Great Pyramid Cores

Great Pyramid Cores

John Watson

Most of Egypt's pyramids are made up of core stones that fill the bulk of the pyramid. These core stones resulted in tiers, making most pyramids at least internally we believe, step pyramids, though the steps may have been very crude. Then there was masonry that filled in the steps, which we could call packing stones. There was also a softer stone that the builders set between the core and casing that is frequently referred to as packing stone, and finally the pyramid was finished off with a smooth outer casing of limestone or granite.

A view from above the Pyramid of Khafre at Giza in Egypt showing various layers of its composition

When layman talk about the Great Pyramids of ancient Egypt at Giza, frequently expressing doubts about the ability of the Egyptians to construct such mammoth structures, one argument that is used is the extreme precision with which a massive number of huge blocks were set. Indeed, there was in the mature pyramid structure considerable accuracy in their construction, which was needed to prevent the entire structure from tumbling down. Nevertheless, there are simply many assumptions, particularly about the Great Pyramids of Giza, that are not true.

For example, one may find in many books that Khufu's Pyramid, greatest of all in Egypt, contains an estimated 2.3 million blocks of stone weighing on average about 2.5 tons. In the past, both professional and amateur theorists assume that the pyramids are composed of generic blocks of this weight. Next, they set about solving the problem of how the builders could have possibly raised and set so many huge blocks. But upon closer examination, few of these

traditional assumptions are really valid. In fact, recent analysis has suggested that Khufu's Pyramid has far fewer large blocks than originally supposed, and those who maintain that the blocks are more or less uniformly 2.5 tons are simply wrong.

Casing and backing stones near the top of Khafre's Pyramid, showing that casing hid considerable irregularity in the core, packing and backing masonry

At first glance, the sides of the Giza Pyramids, stripped of most of their smooth outer casing during the Middle Ages, look like regular steps. These are actually the courses of backing stones, so called because they once filled in the space between the pyramid core and outer casing. However, a closer examination reveals that the steps are not at all regular. In fact, rather than regular, modular, squared blocks of stone neatly stocked, there is considerable "slop factor", even in the Great Pyramid of Khufu.
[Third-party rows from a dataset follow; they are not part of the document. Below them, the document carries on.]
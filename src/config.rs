//! Presentation and engine settings loaded from TOML.
//!
//! Resolution order for the settings file:
//! 1. `--config <path>` on the command line
//! 2. `CHRONOS_GANTT_CONFIG`
//! 3. `chronos-gantt.toml` in the working directory, if it exists
//! 4. built-in defaults

use std::env;
use std::fs;
use std::io::ErrorKind;
use std::path::{Path, PathBuf};

use serde::{Deserialize, Serialize};

use crate::error::ConfigError;

const DEFAULT_CONFIG_FILE: &str = "chronos-gantt.toml";

#[derive(Debug, Clone, PartialEq, Serialize, Deserialize)]
pub struct SequenceStep {
    pub name: String,
    /// Percentage share of the task's total duration.
    pub weight: f64,
}

#[derive(Debug, Clone, PartialEq, Serialize, Deserialize)]
#[serde(default)]
pub struct DocumentSettings {
    /// Timeline rows (tasks) per page, excluding the repeated header.
    pub rows_per_page: usize,
    pub name_column_width: usize,
    /// Character width of one day column.
    pub day_column_width: usize,
}

impl Default for DocumentSettings {
    fn default() -> Self {
        Self {
            rows_per_page: 40,
            name_column_width: 28,
            day_column_width: 1,
        }
    }
}

#[derive(Debug, Clone, PartialEq, Serialize, Deserialize)]
#[serde(default)]
pub struct Settings {
    /// The visible timeline is widened to at least this many calendar days.
    pub min_span_days: i64,
    /// Width of one day cell, in pointer units, in the days view.
    pub day_width_px: f64,
    /// Minimum pointer travel before a bar drag activates.
    pub drag_activation_px: f64,
    pub working_days_per_week: i64,
    pub mini_task_options: Vec<String>,
    pub default_sequence: Vec<SequenceStep>,
    pub document: DocumentSettings,
}

impl Default for Settings {
    fn default() -> Self {
        Self {
            min_span_days: 7,
            day_width_px: 28.0,
            drag_activation_px: 6.0,
            working_days_per_week: 5,
            mini_task_options: vec![
                "Design".to_string(),
                "Design review".to_string(),
                "CDP".to_string(),
                "Client comments".to_string(),
                "Delays".to_string(),
            ],
            default_sequence: vec![
                SequenceStep {
                    name: "Design".to_string(),
                    weight: 50.0,
                },
                SequenceStep {
                    name: "Design review".to_string(),
                    weight: 20.0,
                },
                SequenceStep {
                    name: "Client comments".to_string(),
                    weight: 30.0,
                },
            ],
            document: DocumentSettings::default(),
        }
    }
}

impl Settings {
    pub fn validate(&self) -> Result<(), ConfigError> {
        if self.min_span_days < 1 {
            return Err(ConfigError::Invalid("min_span_days must be at least 1".to_string()));
        }
        if !(self.day_width_px.is_finite() && self.day_width_px > 0.0) {
            return Err(ConfigError::Invalid("day_width_px must be positive".to_string()));
        }
        if !(self.drag_activation_px.is_finite() && self.drag_activation_px >= 0.0) {
            return Err(ConfigError::Invalid(
                "drag_activation_px must not be negative".to_string(),
            ));
        }
        if self.working_days_per_week < 1 || self.working_days_per_week > 7 {
            return Err(ConfigError::Invalid(
                "working_days_per_week must be between 1 and 7".to_string(),
            ));
        }
        if let Some(step) = self
            .default_sequence
            .iter()
            .find(|step| !(step.weight.is_finite() && step.weight >= 0.0))
        {
            return Err(ConfigError::Invalid(format!(
                "default_sequence step {:?} has an invalid weight",
                step.name
            )));
        }
        if self.document.rows_per_page == 0 || self.document.day_column_width == 0 {
            return Err(ConfigError::Invalid(
                "document rows_per_page and day_column_width must be positive".to_string(),
            ));
        }
        Ok(())
    }
}

pub fn load_from_path(path: &Path) -> Result<Settings, ConfigError> {
    let contents = fs::read_to_string(path).map_err(|source| ConfigError::Read {
        path: path.to_path_buf(),
        source,
    })?;
    let settings: Settings = toml::from_str(&contents).map_err(|source| ConfigError::Parse {
        path: path.to_path_buf(),
        source,
    })?;
    settings.validate()?;
    Ok(settings)
}

/// Loads settings following the resolution order in the module docs. An
/// explicitly named file must exist; the implicit default file may not.
pub fn load_settings(cli_path: Option<&Path>) -> Result<Settings, ConfigError> {
    if let Some(path) = cli_path {
        return load_from_path(path);
    }

    if let Some(path) = env::var_os("CHRONOS_GANTT_CONFIG") {
        let path = PathBuf::from(path);
        if !path.as_os_str().is_empty() {
            return load_from_path(&path);
        }
    }

    let default_path = PathBuf::from(DEFAULT_CONFIG_FILE);
    match load_from_path(&default_path) {
        Err(ConfigError::Read { source, .. }) if source.kind() == ErrorKind::NotFound => {
            tracing::debug!("no {DEFAULT_CONFIG_FILE} found, using built-in settings");
            Ok(Settings::default())
        }
        other => other,
    }
}

#[cfg(test)]
mod tests {
    use std::io::Write;

    use super::{Settings, load_from_path};
    use crate::error::ConfigError;

    #[test]
    fn defaults_are_valid() {
        Settings::default().validate().expect("defaults should validate");
    }

    #[test]
    fn partial_file_keeps_remaining_defaults() {
        let mut file = tempfile::NamedTempFile::new().expect("temp file");
        writeln!(file, "min_span_days = 21\n[document]\nrows_per_page = 10").expect("write");
        let settings = load_from_path(file.path()).expect("settings should load");
        assert_eq!(settings.min_span_days, 21);
        assert_eq!(settings.document.rows_per_page, 10);
        assert_eq!(settings.document.name_column_width, 28);
        assert_eq!(settings.day_width_px, Settings::default().day_width_px);
    }

    #[test]
    fn rejects_non_positive_day_width() {
        let mut file = tempfile::NamedTempFile::new().expect("temp file");
        writeln!(file, "day_width_px = 0.0").expect("write");
        assert!(matches!(load_from_path(file.path()), Err(ConfigError::Invalid(_))));
    }
}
Not only are the backing stones irregular, they are also progressively smaller toward the top. Behind the backing stones, the core stones are actually even more irregular. We know this because, in the 1830s, Howard Vyse blasted a hole in the center of the south side of Khufu's's Pyramid while looking for another entrance. This wound in the pyramid can still be seen today, and in it, we can see how the builders dumped great globs of mortar and stone rubble in wide spaces between the stones. Here, there are big blocks, small chunks of rock, wedge shaped pieces, oval and trapezoidal pieces, as well as smaller stone fragments jammed into spaces as wide as 22 centimeters between larger blocks.

In the Pyramid of Khafre, Giza's second largest structure, event the coursing of the base core stones is not uniform. The builders tailored blocks to fit the sloping bedrock that they left protruding in the core as they leveled the surrounding court and terrace. In fact, in this pyramid's northeast and southeast corners, where the downward slope of the plateau left no bedrock in the core, the builders used enormous limestone blocks, two courses thick, to level the perimeter.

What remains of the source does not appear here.